Une nouvelle carrière commence, avec un premier défi pour Yoann : celle de confirmer ses compétences techniques et pédagogiques pour la formation auprès des lycéens. Défi réussi grâce à l’obtention du concours maintenance engins de chantier, automobiles et bateaux. La spécialité aéronautique étant rare il n’existe pas de concours dédié. Il double cela d’un Master 2 Métier de l’Education de l’Enseignement et de la Formation en sciences de l’ingénieur obtenu à l’Université de Bordeaux. « Tout au long de ma carrière, j’ai passé des diplômes en candidat libre, dont le baccalauréat. Donc entre ses diplômes et des VAE (validations des acquis de l’expérience), je pouvais tout à fait prétendre à m’inscrire directement en Master 2 », précise-t-il.

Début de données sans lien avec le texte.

//! The file-source boundary.
//!
//! The sender needs a byte-addressable, length-known data source; the
//! receiver produces an equivalently-shaped reconstructed object plus the
//! declared name and MIME type. [`MemorySource`] serves data already in
//! memory; [`DiskSource`] streams from a file with positional reads so an
//! arbitrary-size file never loads fully into memory.

use std::path::{Path, PathBuf};

use async_trait::async_trait;
use bytes::Bytes;
use tokio::fs;
use tokio::io::{AsyncReadExt, AsyncSeekExt, SeekFrom};
use tokio::sync::Mutex;

use crate::error::Result;

/// Default MIME type when the caller declares none.
pub const OCTET_STREAM: &str = "application/octet-stream";

/// A readable data source for one outgoing file.
#[async_trait]
pub trait FileSource: Send + Sync {
    /// Declared file name.
    fn name(&self) -> &str;

    /// Declared MIME type.
    fn mime_type(&self) -> &str;

    /// Total length in bytes.
    fn len(&self) -> u64;

    /// Whether the source is empty.
    fn is_empty(&self) -> bool {
        self.len() == 0
    }

    /// Read exactly `len` bytes starting at `offset`.
    ///
    /// Callers only request ranges inside `[0, len())`; implementations
    /// should fail rather than short-read.
    async fn read_range(&self, offset: u64, len: usize) -> Result<Bytes>;
}

/// A file already resident in memory.
#[derive(Debug, Clone)]
pub struct MemorySource {
    name: String,
    mime_type: String,
    data: Bytes,
}

impl MemorySource {
    pub fn new(name: impl Into<String>, mime_type: impl Into<String>, data: impl Into<Bytes>) -> Self {
        Self {
            name: name.into(),
            mime_type: mime_type.into(),
            data: data.into(),
        }
    }
}

#[async_trait]
impl FileSource for MemorySource {
    fn name(&self) -> &str {
        &self.name
    }

    fn mime_type(&self) -> &str {
        &self.mime_type
    }

    fn len(&self) -> u64 {
        self.data.len() as u64
    }

    async fn read_range(&self, offset: u64, len: usize) -> Result<Bytes> {
        let start = offset as usize;
        let end = start
            .checked_add(len)
            .filter(|&e| e <= self.data.len())
            .ok_or_else(|| {
                std::io::Error::new(
                    std::io::ErrorKind::UnexpectedEof,
                    format!("range {offset}+{len} past end of {}-byte source", self.data.len()),
                )
            })?;
        Ok(self.data.slice(start..end))
    }
}

/// A file on disk, read with positional seek + read so only the requested
/// slice is ever held in memory.
pub struct DiskSource {
    path: PathBuf,
    name: String,
    mime_type: String,
    len: u64,
    file: Mutex<fs::File>,
}

impl DiskSource {
    /// Open `path` and capture its current length.
    ///
    /// The file name is taken from the path; the MIME type defaults to
    /// [`OCTET_STREAM`] and can be overridden with
    /// [`with_mime_type`](Self::with_mime_type).
    pub async fn open(path: impl Into<PathBuf>) -> Result<Self> {
        let path = path.into();
        let file = fs::File::open(&path).await?;
        let len = file.metadata().await?.len();
        let name = path
            .file_name()
            .map(|n| n.to_string_lossy().into_owned())
            .unwrap_or_else(|| "file".to_string());

        Ok(Self {
            path,
            name,
            mime_type: OCTET_STREAM.to_string(),
            len,
            file: Mutex::new(file),
        })
    }

    pub fn with_mime_type(mut self, mime_type: impl Into<String>) -> Self {
        self.mime_type = mime_type.into();
        self
    }

    pub fn path(&self) -> &Path {
        &self.path
    }
}

#[async_trait]
impl FileSource for DiskSource {
    fn name(&self) -> &str {
        &self.name
    }

    fn mime_type(&self) -> &str {
        &self.mime_type
    }

    fn len(&self) -> u64 {
        self.len
    }

    async fn read_range(&self, offset: u64, len: usize) -> Result<Bytes> {
        let mut file = self.file.lock().await;
        file.seek(SeekFrom::Start(offset)).await?;
        let mut buf = vec![0u8; len];
        file.read_exact(&mut buf).await?;
        Ok(Bytes::from(buf))
    }
}

/// A fully reassembled incoming file.
#[derive(Debug, Clone)]
pub struct ReceivedFile {
    /// Name declared in the sender's metadata.
    pub name: String,
    /// MIME type declared in the sender's metadata.
    pub mime_type: String,
    /// The reconstructed bytes, identical to the sender's source.
    pub data: Bytes,
}

#[cfg(test)]
mod tests {
    use super::*;

    #[tokio::test]
    async fn memory_source_slices_by_range() {
        let src = MemorySource::new("a.bin", OCTET_STREAM, vec![0, 1, 2, 3, 4, 5]);
        assert_eq!(src.len(), 6);
        assert_eq!(src.read_range(2, 3).await.unwrap().as_ref(), &[2, 3, 4]);
        assert!(src.read_range(4, 3).await.is_err());
    }

    #[tokio::test]
    async fn disk_source_reads_positionally() -> anyhow::Result<()> {
        let dir = tempfile::tempdir()?;
        let path = dir.path().join("blob.bin");
        let data: Vec<u8> = (0..=255u8).cycle().take(10_000).collect();
        std::fs::write(&path, &data)?;

        let src = DiskSource::open(&path).await?.with_mime_type("image/png");
        assert_eq!(src.len(), 10_000);
        assert_eq!(src.name(), "blob.bin");
        assert_eq!(src.mime_type(), "image/png");

        // Out-of-order reads must return the right slices.
        assert_eq!(src.read_range(9_000, 1_000).await?.as_ref(), &data[9_000..]);
        assert_eq!(src.read_range(0, 16).await?.as_ref(), &data[..16]);
        Ok(())
    }
}
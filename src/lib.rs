//! # multidrop
//!
//! Fan-out chunked file transfer over reliable, ordered peer channels.
//!
//! The hard part of moving a file between peers is not the channel (a
//! WebRTC data channel, QUIC stream, or any reliable message pipe will do)
//! but driving it correctly: framing the file into ordered chunks, pacing
//! emission against the channel's send buffer, fanning one file out to N
//! concurrently connected receivers with independent progress tracking,
//! detecting completion through acknowledgements rather than assumption,
//! and reassembling an exact byte-for-byte copy on every receiver.
//!
//! ## Protocol
//!
//! Per transfer, on one channel:
//!
//! ```text
//! sender → receiver:  Metadata, Chunk × N, Complete
//! receiver → sender:  ProgressAck (every 4th chunk), CompleteAck (terminal)
//! ```
//!
//! Chunks are placed by their index field, never by arrival order, and a
//! receiver assembles only on the explicit `Complete` marker. The sender
//! pauses chunk emission whenever any target channel's outstanding buffer
//! exceeds the high-water mark, so the slowest receiver paces the batch.
//!
//! ## Architecture
//!
//! - [`protocol`]: the pure framing model (metadata, chunk, control frames)
//! - [`transfer::Reassembler`]: receiver-side state machine
//! - [`transfer::ChunkSender`]: sender-side flow controller
//! - [`transfer::FanoutSender`]: multi-target scheduler and session pool
//! - [`channel::PeerChannel`] / [`source::FileSource`]: the two external
//!   boundaries, how bytes move and where they come from
//! - [`events::EventBus`]: typed event delivery, subscribers fixed at
//!   construction
//!
//! Connection establishment, signaling, and channel encryption belong to
//! the host; this crate begins where an open channel ends.
//!
//! ```no_run
//! use std::sync::Arc;
//! use multidrop::{EventBus, FanoutSender, MemorySource, PeerChannel};
//!
//! # async fn demo(channel: Arc<dyn PeerChannel>) -> multidrop::Result<()> {
//! let mut bus = EventBus::new();
//! let _events = bus.subscribe();
//! let engine = FanoutSender::new(bus);
//!
//! engine.handle_channel_open("peer-1", channel).await;
//!
//! let file = Arc::new(MemorySource::new("notes.txt", "text/plain", b"hello".to_vec()));
//! engine.send_file(file, None).await?;
//! # Ok(())
//! # }
//! ```

pub mod channel;
pub mod config;
pub mod error;
pub mod events;
pub mod protocol;
pub mod source;
pub mod transfer;

#[cfg(test)]
pub(crate) mod testing;

pub use channel::PeerChannel;
pub use error::{Error, Result};
pub use events::{EventBus, TransferEvent};
pub use protocol::{ControlMessage, FileMetadata};
pub use source::{DiskSource, FileSource, MemorySource, ReceivedFile};
pub use transfer::{ChunkSender, FanoutSender, Reassembler, SessionRegistry, TransferProgress};
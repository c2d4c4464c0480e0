//! In-memory test doubles shared by the transfer tests.

use std::sync::atomic::{AtomicBool, AtomicUsize, Ordering};
use std::sync::{Arc, Mutex};

use async_trait::async_trait;
use bytes::Bytes;
use tokio::sync::mpsc;

use crate::channel::PeerChannel;
use crate::error::{Error, Result};
use crate::protocol::{decode_frame, ControlMessage, DecodedFrame};

/// Initialize a test subscriber so `RUST_LOG=debug cargo test` shows the
/// engine's structured logs. Safe to call from every test.
pub(crate) fn init_tracing() {
    let _ = tracing_subscriber::fmt()
        .with_env_filter(tracing_subscriber::EnvFilter::from_default_env())
        .with_test_writer()
        .try_init();
}

/// A channel double that records every sent frame, exposes a settable
/// buffered-amount metric, and optionally forwards frames into an mpsc
/// queue so a test can pump them into the other endpoint.
pub(crate) struct MockChannel {
    label: String,
    open: AtomicBool,
    buffered: AtomicUsize,
    sent: Mutex<Vec<Bytes>>,
    deliver: Option<mpsc::UnboundedSender<Bytes>>,
}

impl MockChannel {
    pub(crate) fn new(label: impl Into<String>) -> Arc<Self> {
        Arc::new(Self {
            label: label.into(),
            open: AtomicBool::new(true),
            buffered: AtomicUsize::new(0),
            sent: Mutex::new(Vec::new()),
            deliver: None,
        })
    }

    /// Like [`new`](Self::new), but every sent frame is also forwarded to
    /// `deliver`, the far endpoint's inbox.
    pub(crate) fn with_deliver(
        label: impl Into<String>,
        deliver: mpsc::UnboundedSender<Bytes>,
    ) -> Arc<Self> {
        Arc::new(Self {
            label: label.into(),
            open: AtomicBool::new(true),
            buffered: AtomicUsize::new(0),
            sent: Mutex::new(Vec::new()),
            deliver: Some(deliver),
        })
    }

    pub(crate) fn set_buffered(&self, bytes: usize) {
        self.buffered.store(bytes, Ordering::SeqCst);
    }

    pub(crate) fn close(&self) {
        self.open.store(false, Ordering::SeqCst);
    }

    pub(crate) fn sent_frames(&self) -> Vec<Bytes> {
        self.sent.lock().unwrap().clone()
    }

    /// Decoded control messages sent so far, in order.
    pub(crate) fn control_frames(&self) -> Vec<ControlMessage> {
        self.sent_frames()
            .iter()
            .filter_map(|f| match decode_frame(f) {
                Ok(DecodedFrame::Control(msg)) => Some(msg),
                _ => None,
            })
            .collect()
    }

    /// Decoded `(index, payload)` chunk frames sent so far, in order.
    pub(crate) fn chunk_frames(&self) -> Vec<(u32, Bytes)> {
        self.sent_frames()
            .iter()
            .filter_map(|f| match decode_frame(f) {
                Ok(DecodedFrame::Chunk { index, payload }) => Some((index, payload)),
                _ => None,
            })
            .collect()
    }
}

#[async_trait]
impl PeerChannel for MockChannel {
    async fn send(&self, frame: Bytes) -> Result<()> {
        if !self.is_open() {
            return Err(Error::Channel {
                peer_id: self.label.clone(),
                reason: "channel closed".into(),
            });
        }
        self.sent.lock().unwrap().push(frame.clone());
        if let Some(tx) = &self.deliver {
            let _ = tx.send(frame);
        }
        Ok(())
    }

    async fn buffered_amount(&self) -> usize {
        self.buffered.load(Ordering::SeqCst)
    }

    fn is_open(&self) -> bool {
        self.open.load(Ordering::SeqCst)
    }
}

« Leur dire que tout est possible »
Résultat de ses succès: « Depuis 2013, j’enseigne ici. Et je m’éclate ! », lâche-t-il tout sourire. On est loin pourtant des survols de volcans en hélicoptère… « C’est vrai le terrain parfois me manque un peu. Mais aujourd’hui, je peux voir grandir mes enfants, être à la maison tous les jours, c’est un compromis à valeur positive ! Et enseigner, j’aime ça parce que j’ai beaucoup de liberté. C’est passionnant de transmettre, de s’adapter à chaque public. De trouver le moyen de les « accrocher » à ce que vous racontez. » Et, pour lui qui aime le challenge, il est ici quotidien : « Les ados fonctionnent beaucoup aux sentiments, alors c’est un vrai défi pour les mettre à minima au travail. Car, si vu de loin, travailler dans le milieu de l’aviation peut paraître « cool », une fois qu’on y est, c’est du travail à partir de documentation technique, et parfois rédigée en anglais. C’est tout un nouveau langage à apprendre… ce qui est moins « fun » que ça pouvait le paraître au départ. » Son secret pour parvenir au mieux à remplir son défi quotidien : « Passer par le concret, avec beaucoup de TD et de TP, mais il faut aussi être dans la bienveillance. Il faut parvenir à les mettre en confiance, tout en les confrontant à la réalité du métier. En ce qui me concerne, j’aime leur dire que tout est possible. » A voir son parcours, on en est convaincu !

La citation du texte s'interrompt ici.